> Activity
Copy all lines below that use the word "CarverMovement".

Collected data
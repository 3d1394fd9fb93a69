//! Document-store boundary.
//!
//! Treated as an external collaborator: the document store's own crash
//! semantics, replication, etc. are out of scope. What matters to this
//! engine is the operation set it needs — insert-one/insert-many,
//! predicate find with sort+limit, predicate delete, update-by-id — over
//! three collections (`blocks`, `carver_movements`, `carver_addresses`).

pub mod memory;
pub mod mongo;

use async_trait::async_trait;

use crate::error::Result;
use crate::models::{Block, CarverAddress, CarverMovement, Label};

#[async_trait]
pub trait Store: Send + Sync {
    // -- blocks --

    /// Writes the block row. This must be the last write of a height's
    /// work — callers, not this trait, enforce that ordering.
    async fn insert_block(&self, block: Block) -> Result<()>;

    async fn find_block_by_height(&self, height: u64) -> Result<Option<Block>>;

    /// The highest-height stored block, confirmed or not.
    async fn last_block(&self) -> Result<Option<Block>>;

    /// Deletes every block with `height >= height`. Called first by the
    /// Unwinder — its completion is the dirty-state marker for a resumed
    /// unwind.
    async fn delete_blocks_with_height_gte(&self, height: u64) -> Result<()>;

    /// Blocks with `is_confirmed == false`, ascending by height, starting
    /// at `from_height`. Used by the Confirmer.
    async fn unconfirmed_blocks_from(&self, from_height: u64) -> Result<Vec<Block>>;

    async fn mark_block_confirmed(&self, height: u64) -> Result<()>;

    // -- movements --

    /// Batch insert; these must be written before the addresses they
    /// touch.
    async fn insert_movements(&self, movements: Vec<CarverMovement>) -> Result<()>;

    /// Up to `limit` movements with `block_height >= height`, sorted by
    /// `sequence` descending. Used by the Unwinder to walk a height's
    /// movements back-to-front in batches.
    async fn movements_with_height_gte_desc(
        &self,
        height: u64,
        limit: usize,
    ) -> Result<Vec<CarverMovement>>;

    async fn delete_movements_with_sequence_gte(&self, sequence: u64) -> Result<()>;

    /// `0` if the collection is empty — callers compare this against
    /// `block.sequence_end` to detect partial writes left by a crash.
    async fn max_movement_sequence(&self) -> Result<u64>;

    // -- addresses --

    async fn get_address(&self, label: &Label) -> Result<Option<CarverAddress>>;

    /// Independent per-label writes; order is immaterial since this engine
    /// is the sole writer to these collections.
    async fn save_addresses(&self, addresses: Vec<CarverAddress>) -> Result<()>;

    async fn delete_addresses_with_height_gte(&self, height: u64) -> Result<()>;

    async fn max_address_sequence(&self) -> Result<u64>;
}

> Written reply
use crate::models::{Block, CarverAddress, CarverMovement, Label};
    async fn insert_movements(&self, movements: Vec<CarverMovement>) -> Result<()>;
    ) -> Result<Vec<CarverMovement>>;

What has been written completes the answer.